ChEM-H Institute Scholar Lingyin Li answers some questions about what brought her to ChEM-H, who her role models were growing up, and why she is so fascinated by the innate immune system, a “chemist’s playground.”
By Hassan Aljama
Lingyin Li, an assistant professor of biochemistry joined ChEM-H in 2015 after completing her PhD in chemistry from the University of Wisconsin and her post-doctoral work at Harvard Medical School. Her work on the “innate” immune system has the potential to create new drugs to combat cancer and auto-immune diseases.
What attracted you to join ChEM-H?
The multi-disciplinary nature of the ChEM-H program drew my attention. Nowadays, we live in an age where boundaries of discipline are getting blurrier if not disappearing altogether. ChEM-H gave me an opportunity to focus on what excites me in science without having to define myself in the confinement of a discipline. I have a background in both chemistry and biology, but I don’t need to limit myself to either.
What is the main focus of your research group?
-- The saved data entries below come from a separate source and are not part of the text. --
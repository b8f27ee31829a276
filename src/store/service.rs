use super::models::{new_id, now_rfc3339, Service};
use crate::error::{Result, SwitchyardError};
use sqlx::{Executor, Sqlite};

/// Normalizes a git repository URL for comparison: strips trailing
/// slashes, rewrites `git@host:owner/repo` SSH form to HTTPS, and
/// strips a trailing `.git` suffix so lookups match with or without it.
pub fn normalize_git_url(url: &str) -> String {
    let trimmed = url.trim().trim_end_matches('/');

    let https_form = if let Some(rest) = trimmed.strip_prefix("git@") {
        // git@host:owner/repo -> https://host/owner/repo
        if let Some((host, path)) = rest.split_once(':') {
            format!("https://{host}/{path}")
        } else {
            trimmed.to_string()
        }
    } else {
        trimmed.to_string()
    };

    https_form.strip_suffix(".git").unwrap_or(&https_form).to_string()
}

#[allow(clippy::too_many_arguments)]
pub async fn create<'c, E>(
    exec: E,
    project_id: &str,
    name: &str,
    git_url: &str,
    app_path: Option<&str>,
    build_config: &str,
    auto_deploy: bool,
    auto_deploy_branch: Option<&str>,
    auto_deploy_environment_id: Option<&str>,
) -> Result<Service>
where
    E: Executor<'c, Database = Sqlite>,
{
    let service = Service {
        id: new_id(),
        project_id: project_id.to_string(),
        name: name.to_string(),
        git_url: git_url.to_string(),
        app_path: app_path.map(str::to_string),
        build_config: build_config.to_string(),
        auto_deploy,
        auto_deploy_branch: auto_deploy_branch.map(str::to_string),
        auto_deploy_environment_id: auto_deploy_environment_id.map(str::to_string),
        health: "unknown".to_string(),
        created_at: now_rfc3339(),
        updated_at: now_rfc3339(),
    };

    sqlx::query(
        "INSERT INTO services (id, project_id, name, git_url, app_path, build_config,
            auto_deploy, auto_deploy_branch, auto_deploy_environment_id, health, created_at, updated_at)
         VALUES (?, ?, ?, ?, ?, ?, ?, ?, ?, ?, ?, ?)",
    )
    .bind(&service.id)
    .bind(&service.project_id)
    .bind(&service.name)
    .bind(&service.git_url)
    .bind(&service.app_path)
    .bind(&service.build_config)
    .bind(service.auto_deploy)
    .bind(&service.auto_deploy_branch)
    .bind(&service.auto_deploy_environment_id)
    .bind(&service.health)
    .bind(&service.created_at)
    .bind(&service.updated_at)
    .execute(exec)
    .await
    .map_err(SwitchyardError::from)?;

    Ok(service)
}

pub async fn get<'c, E>(exec: E, id: &str) -> Result<Service>
where
    E: Executor<'c, Database = Sqlite>,
{
    sqlx::query_as::<_, Service>("SELECT * FROM services WHERE id = ?")
        .bind(id)
        .fetch_optional(exec)
        .await
        .map_err(SwitchyardError::from)?
        .ok_or_else(|| SwitchyardError::not_found(format!("service {id}")))
}

pub async fn get_by_name<'c, E>(exec: E, project_id: &str, name: &str) -> Result<Option<Service>>
where
    E: Executor<'c, Database = Sqlite>,
{
    sqlx::query_as::<_, Service>("SELECT * FROM services WHERE project_id = ? AND name = ?")
        .bind(project_id)
        .bind(name)
        .fetch_optional(exec)
        .await
        .map_err(SwitchyardError::from)
}

/// Finds every service whose normalized git URL matches — monorepos can
/// register more than one service against the same repository, so this
/// returns all hits rather than the first.
pub async fn find_by_git_url<'c, E>(exec: E, url: &str) -> Result<Vec<Service>>
where
    E: Executor<'c, Database = Sqlite>,
{
    let target = normalize_git_url(url);
    let candidates = sqlx::query_as::<_, Service>("SELECT * FROM services")
        .fetch_all(exec)
        .await
        .map_err(SwitchyardError::from)?;

    Ok(candidates
        .into_iter()
        .filter(|s| normalize_git_url(&s.git_url) == target)
        .collect())
}

pub async fn list_for_project<'c, E>(exec: E, project_id: &str) -> Result<Vec<Service>>
where
    E: Executor<'c, Database = Sqlite>,
{
    sqlx::query_as::<_, Service>("SELECT * FROM services WHERE project_id = ? ORDER BY created_at ASC")
        .bind(project_id)
        .fetch_all(exec)
        .await
        .map_err(SwitchyardError::from)
}

pub async fn set_health<'c, E>(exec: E, id: &str, health: &str) -> Result<()>
where
    E: Executor<'c, Database = Sqlite>,
{
    sqlx::query("UPDATE services SET health = ?, updated_at = ? WHERE id = ?")
        .bind(health)
        .bind(now_rfc3339())
        .bind(id)
        .execute(exec)
        .await
        .map_err(SwitchyardError::from)?;
    Ok(())
}

pub async fn delete<'c, E>(exec: E, id: &str) -> Result<()>
where
    E: Executor<'c, Database = Sqlite>,
{
    let result = sqlx::query("DELETE FROM services WHERE id = ?")
        .bind(id)
        .execute(exec)
        .await
        .map_err(SwitchyardError::from)?;

    if result.rows_affected() == 0 {
        return Err(SwitchyardError::not_found(format!("service {id}")));
    }
    Ok(())
}

#[cfg(test)]
mod tests {
    use super::*;

    #[test]
    fn normalizes_ssh_and_git_suffix() {
        assert_eq!(
            normalize_git_url("git@github.com:acme/app.git"),
            "https://github.com/acme/app"
        );
        assert_eq!(
            normalize_git_url("https://github.com/acme/app.git/"),
            "https://github.com/acme/app"
        );
        assert_eq!(
            normalize_git_url("https://github.com/acme/app"),
            "https://github.com/acme/app"
        );
    }
}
We focus on the “innate” immune system as opposed to the “adaptive” immune system. The adaptive immune system is related to how the human body defends itself when exposed to microorganisms; hence, it can be vastly different between people. Those who live in Africa, for example, have a very dissimilar adaptive immune system compared to people living in South America. In contrast, the innate immune system is something we are born with that is agnostic to the environment.
How much of the innate immune system is currently understood?
The innate immune system acts as our first line of defense. We have around 30 receptors in each cell that act as gate keepers. Foreign species, such as a bacterium or a virus, invading our cells trigger the receptors; in turn leading to the innate immune system to respond with a defense mechanism. However, much of the details of this process remain open research questions.
Why did you decide to focus on the innate immune system?
The innate immune system takes place at the intersection of immunology and biology, neither completely in the pure tradition of either discipline. It is a perfect problem to be tackled by ChEM-H. Once scientists shed light detailing the basic mechanism behind the innate immune system behavior, it would open doors to many possible applications. For example, in auto-immune diseases, our cells misread signals as harmful when in fact they are harmless, thus leading the body to make a response when none is needed. We can prevent this miscommunication by understanding the innate immune system.
How do you envision the future of this field?
Understanding how our cells work at the molecular level will help scientists to design chemical molecules for specific tasks. We could for example design molecules to selectively activate the innate immune system to fight cancer cells. This research area is a chemist’s playground.
Did you have female role models growing up that motivated you to be in STEM?
I realized the importance of having a female role model from an early age. I drew inspiration from many people in my family, especially from my mom, who nurtured my love for math and science. My dad, who worked as an engineer, had a demanding job that required travelling quite often. My mom, an accountant, had to balance her work while taking care of me. It taught me a lot about being a professional and a mother, something I am applying nowadays with my daughter. But being a working female is not foreign in our family. My grandmother was an award-winning teacher. Having role models and family support motivated me to envision myself in any field, including STEM fields.
How can you quantify the impact of your research?
Our goal is to impact human health, whether directly through designing certain drugs, or indirectly by developing fundamental science that is then used by others to develop the drug. If the result is accessible to households, then we are making an impact.